• WHAT TO PRODUCE:
Reproduce the entries. Each one must match the original exactly.

• DATA SUPPLIED:
↓↓↓

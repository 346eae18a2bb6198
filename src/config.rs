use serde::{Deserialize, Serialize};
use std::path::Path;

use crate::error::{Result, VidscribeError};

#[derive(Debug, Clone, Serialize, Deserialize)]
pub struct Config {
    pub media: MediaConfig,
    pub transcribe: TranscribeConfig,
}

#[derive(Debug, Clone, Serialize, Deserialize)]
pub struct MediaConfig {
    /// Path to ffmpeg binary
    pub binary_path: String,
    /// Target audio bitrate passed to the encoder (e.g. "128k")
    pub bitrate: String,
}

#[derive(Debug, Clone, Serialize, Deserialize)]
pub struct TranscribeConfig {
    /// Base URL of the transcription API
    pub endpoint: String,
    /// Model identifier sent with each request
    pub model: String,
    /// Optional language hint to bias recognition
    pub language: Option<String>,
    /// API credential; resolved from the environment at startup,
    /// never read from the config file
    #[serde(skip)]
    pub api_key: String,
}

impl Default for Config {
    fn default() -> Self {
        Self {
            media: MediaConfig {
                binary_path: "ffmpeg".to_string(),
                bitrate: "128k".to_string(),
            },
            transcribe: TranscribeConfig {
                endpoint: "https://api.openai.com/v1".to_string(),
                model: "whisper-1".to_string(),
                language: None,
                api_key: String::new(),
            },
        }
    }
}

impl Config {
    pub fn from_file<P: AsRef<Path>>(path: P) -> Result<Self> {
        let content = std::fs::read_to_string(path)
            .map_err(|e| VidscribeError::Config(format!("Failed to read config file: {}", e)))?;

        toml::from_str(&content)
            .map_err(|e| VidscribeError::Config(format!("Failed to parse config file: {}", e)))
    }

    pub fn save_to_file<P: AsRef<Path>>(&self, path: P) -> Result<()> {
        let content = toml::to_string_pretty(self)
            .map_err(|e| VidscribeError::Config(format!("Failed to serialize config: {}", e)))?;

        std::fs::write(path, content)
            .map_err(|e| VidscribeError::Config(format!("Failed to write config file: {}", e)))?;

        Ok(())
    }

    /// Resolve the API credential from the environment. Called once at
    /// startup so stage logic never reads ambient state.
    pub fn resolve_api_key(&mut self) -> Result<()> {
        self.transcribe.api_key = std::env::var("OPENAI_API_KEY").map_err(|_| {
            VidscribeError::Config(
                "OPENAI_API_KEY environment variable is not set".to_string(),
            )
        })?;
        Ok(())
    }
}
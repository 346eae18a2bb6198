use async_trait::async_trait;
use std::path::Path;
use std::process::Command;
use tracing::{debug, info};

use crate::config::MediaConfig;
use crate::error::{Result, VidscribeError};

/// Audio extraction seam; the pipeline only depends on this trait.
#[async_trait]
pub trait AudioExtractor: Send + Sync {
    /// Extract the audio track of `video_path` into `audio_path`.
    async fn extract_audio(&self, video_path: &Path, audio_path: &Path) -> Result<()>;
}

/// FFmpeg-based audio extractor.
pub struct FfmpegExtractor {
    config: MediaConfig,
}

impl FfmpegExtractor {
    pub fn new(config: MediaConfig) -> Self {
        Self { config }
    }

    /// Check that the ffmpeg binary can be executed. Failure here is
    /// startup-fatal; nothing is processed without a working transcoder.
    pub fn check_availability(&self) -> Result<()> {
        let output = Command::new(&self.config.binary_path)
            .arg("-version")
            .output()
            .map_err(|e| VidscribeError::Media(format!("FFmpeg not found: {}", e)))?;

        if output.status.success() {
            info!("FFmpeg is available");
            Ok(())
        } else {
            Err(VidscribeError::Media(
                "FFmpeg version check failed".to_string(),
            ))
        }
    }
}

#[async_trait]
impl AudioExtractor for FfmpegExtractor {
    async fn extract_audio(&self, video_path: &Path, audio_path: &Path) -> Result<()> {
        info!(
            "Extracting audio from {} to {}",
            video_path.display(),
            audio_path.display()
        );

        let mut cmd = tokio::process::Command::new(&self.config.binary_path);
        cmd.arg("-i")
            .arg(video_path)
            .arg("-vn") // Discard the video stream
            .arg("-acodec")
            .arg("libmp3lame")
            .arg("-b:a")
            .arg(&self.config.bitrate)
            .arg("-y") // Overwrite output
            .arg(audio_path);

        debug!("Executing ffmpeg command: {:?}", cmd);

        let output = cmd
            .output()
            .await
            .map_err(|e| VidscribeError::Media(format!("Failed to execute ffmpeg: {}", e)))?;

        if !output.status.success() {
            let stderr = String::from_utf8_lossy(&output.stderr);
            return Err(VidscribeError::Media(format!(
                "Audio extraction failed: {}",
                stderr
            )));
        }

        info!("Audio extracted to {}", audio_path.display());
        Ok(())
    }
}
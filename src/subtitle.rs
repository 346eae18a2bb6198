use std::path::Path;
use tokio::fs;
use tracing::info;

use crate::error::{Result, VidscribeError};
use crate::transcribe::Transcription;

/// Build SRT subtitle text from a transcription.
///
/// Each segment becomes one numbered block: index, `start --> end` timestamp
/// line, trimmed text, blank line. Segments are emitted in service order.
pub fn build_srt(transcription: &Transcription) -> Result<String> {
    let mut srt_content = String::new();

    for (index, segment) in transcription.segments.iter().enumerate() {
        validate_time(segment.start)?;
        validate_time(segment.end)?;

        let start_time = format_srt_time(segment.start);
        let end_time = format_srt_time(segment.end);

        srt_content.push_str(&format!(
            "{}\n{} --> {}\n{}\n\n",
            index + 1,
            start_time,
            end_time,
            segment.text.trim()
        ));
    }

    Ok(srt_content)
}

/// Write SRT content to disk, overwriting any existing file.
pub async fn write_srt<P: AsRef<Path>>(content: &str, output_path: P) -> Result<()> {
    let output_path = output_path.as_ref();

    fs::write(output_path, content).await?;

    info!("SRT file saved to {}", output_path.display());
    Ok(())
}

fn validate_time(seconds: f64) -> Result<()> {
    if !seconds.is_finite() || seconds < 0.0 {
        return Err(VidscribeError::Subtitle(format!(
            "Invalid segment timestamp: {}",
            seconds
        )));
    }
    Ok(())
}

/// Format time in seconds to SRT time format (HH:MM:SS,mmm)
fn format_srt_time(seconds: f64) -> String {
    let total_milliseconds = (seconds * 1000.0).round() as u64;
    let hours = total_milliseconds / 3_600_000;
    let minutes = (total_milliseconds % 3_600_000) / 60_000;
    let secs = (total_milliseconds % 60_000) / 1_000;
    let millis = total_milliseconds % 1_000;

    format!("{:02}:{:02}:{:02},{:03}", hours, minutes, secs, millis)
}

↑↑↑

• ANSWER FOR THE TASK:
repository 346eae18a2bb6198
filename src/config.rs
use serde::{Deserialize, Serialize};
use std::path::Path;

use crate::error::{Result, VidscribeError};

#[derive(Debug, Clone, Serialize, Deserialize)]
pub struct Config {
    pub media: MediaConfig,
    pub transcribe: TranscribeConfig,
}

#[derive(Debug, Clone, Serialize, Deserialize)]
pub struct MediaConfig {
    /// Path to ffmpeg binary
    pub binary_path: String,
    /// Target audio bitrate passed to the encoder (e.g. "128k")
    pub bitrate: String,
}

#[derive(Debug, Clone, Serialize, Deserialize)]
pub struct TranscribeConfig {
    /// Base URL of the transcription API
    pub endpoint: String,
    /// Model identifier sent with each request
    pub model: String,
    /// Optional language hint to bias recognition
    pub language: Option<String>,
    /// API credential; resolved from the environment at startup,
    /// never read from the config file
    #[serde(skip)]
    pub api_key: String,
}

impl Default for Config {
    fn default() -> Self {
        Self {
            media: MediaConfig {
                binary_path: "ffmpeg".to_string(),
                bitrate: "128k".to_string(),
            },
            transcribe: TranscribeConfig {
                endpoint: "https://api.openai.com/v1".to_string(),
                model: "whisper-1".to_string(),
                language: None,
                api_key: String::new(),
            },
        }
    }
}

impl Config {
    pub fn from_file<P: AsRef<Path>>(path: P) -> Result<Self> {
        let content = std::fs::read_to_string(path)
            .map_err(|e| VidscribeError::Config(format!("Failed to read config file: {}", e)))?;

        toml::from_str(&content)
            .map_err(|e| VidscribeError::Config(format!("Failed to parse config file: {}", e)))
    }

    pub fn save_to_file<P: AsRef<Path>>(&self, path: P) -> Result<()> {
        let content = toml::to_string_pretty(self)
            .map_err(|e| VidscribeError::Config(format!("Failed to serialize config: {}", e)))?;

        std::fs::write(path, content)
            .map_err(|e| VidscribeError::Config(format!("Failed to write config file: {}", e)))?;

        Ok(())
    }

    /// Resolve the API credential from the environment. Called once at
    /// startup so stage logic never reads ambient state.
    pub fn resolve_api_key(&mut self) -> Result<()> {
        self.transcribe.api_key = std::env::var("OPENAI_API_KEY").map_err(|_| {
            VidscribeError::Config(
                "OPENAI_API_KEY environment variable is not set".to_string(),
            )
        })?;
        Ok(())
    }
}
repository 346eae18a2bb6198
use async_trait::async_trait;
use std::path::Path;
use std::process::Command;
use tracing::{debug, info};

use crate::config::MediaConfig;
use crate::error::{Result, VidscribeError};

/// Audio extraction seam; the pipeline only depends on this trait.
#[async_trait]
pub trait AudioExtractor: Send + Sync {
    /// Extract the audio track of `video_path` into `audio_path`.
    async fn extract_audio(&self, video_path: &Path, audio_path: &Path) -> Result<()>;
}

/// FFmpeg-based audio extractor.
pub struct FfmpegExtractor {
    config: MediaConfig,
}

impl FfmpegExtractor {
    pub fn new(config: MediaConfig) -> Self {
        Self { config }
    }

    /// Check that the ffmpeg binary can be executed. Failure here is
    /// startup-fatal; nothing is processed without a working transcoder.
    pub fn check_availability(&self) -> Result<()> {
        let output = Command::new(&self.config.binary_path)
            .arg("-version")
            .output()
            .map_err(|e| VidscribeError::Media(format!("FFmpeg not found: {}", e)))?;

        if output.status.success() {
            info!("FFmpeg is available");
            Ok(())
        } else {
            Err(VidscribeError::Media(
                "FFmpeg version check failed".to_string(),
            ))
        }
    }
}

#[async_trait]
impl AudioExtractor for FfmpegExtractor {
    async fn extract_audio(&self, video_path: &Path, audio_path: &Path) -> Result<()> {
        info!(
            "Extracting audio from {} to {}",
            video_path.display(),
            audio_path.display()
        );

        let mut cmd = tokio::process::Command::new(&self.config.binary_path);
        cmd.arg("-i")
            .arg(video_path)
            .arg("-vn") // Discard the video stream
            .arg("-acodec")
            .arg("libmp3lame")
            .arg("-b:a")
            .arg(&self.config.bitrate)
            .arg("-y") // Overwrite output
            .arg(audio_path);

        debug!("Executing ffmpeg command: {:?}", cmd);

        let output = cmd
            .output()
            .await
            .map_err(|e| VidscribeError::Media(format!("Failed to execute ffmpeg: {}", e)))?;

        if !output.status.success() {
            let stderr = String::from_utf8_lossy(&output.stderr);
            return Err(VidscribeError::Media(format!(
                "Audio extraction failed: {}",
                stderr
            )));
        }

        info!("Audio extracted to {}", audio_path.display());
        Ok(())
    }
}
filename src/subtitle.rs
repository 346eae18a2bb6198
use std::path::Path;
use tokio::fs;
use tracing::info;

use crate::error::{Result, VidscribeError};
use crate::transcribe::Transcription;

/// Build SRT subtitle text from a transcription.
///
/// Each segment becomes one numbered block: index, `start --> end` timestamp
/// line, trimmed text, blank line. Segments are emitted in service order.
pub fn build_srt(transcription: &Transcription) -> Result<String> {
    let mut srt_content = String::new();

    for (index, segment) in transcription.segments.iter().enumerate() {
        validate_time(segment.start)?;
        validate_time(segment.end)?;

        let start_time = format_srt_time(segment.start);
        let end_time = format_srt_time(segment.end);

        srt_content.push_str(&format!(
            "{}\n{} --> {}\n{}\n\n",
            index + 1,
            start_time,
            end_time,
            segment.text.trim()
        ));
    }

    Ok(srt_content)
}

/// Write SRT content to disk, overwriting any existing file.
pub async fn write_srt<P: AsRef<Path>>(content: &str, output_path: P) -> Result<()> {
    let output_path = output_path.as_ref();

    fs::write(output_path, content).await?;

    info!("SRT file saved to {}", output_path.display());
    Ok(())
}

fn validate_time(seconds: f64) -> Result<()> {
    if !seconds.is_finite() || seconds < 0.0 {
        return Err(VidscribeError::Subtitle(format!(
            "Invalid segment timestamp: {}",
            seconds
        )));
    }
    Ok(())
}

/// Format time in seconds to SRT time format (HH:MM:SS,mmm)
fn format_srt_time(seconds: f64) -> String {
    let total_milliseconds = (seconds * 1000.0).round() as u64;
    let hours = total_milliseconds / 3_600_000;
    let minutes = (total_milliseconds % 3_600_000) / 60_000;
    let secs = (total_milliseconds % 60_000) / 1_000;
    let millis = total_milliseconds % 1_000;

    format!("{:02}:{:02}:{:02},{:03}", hours, minutes, secs, millis)
}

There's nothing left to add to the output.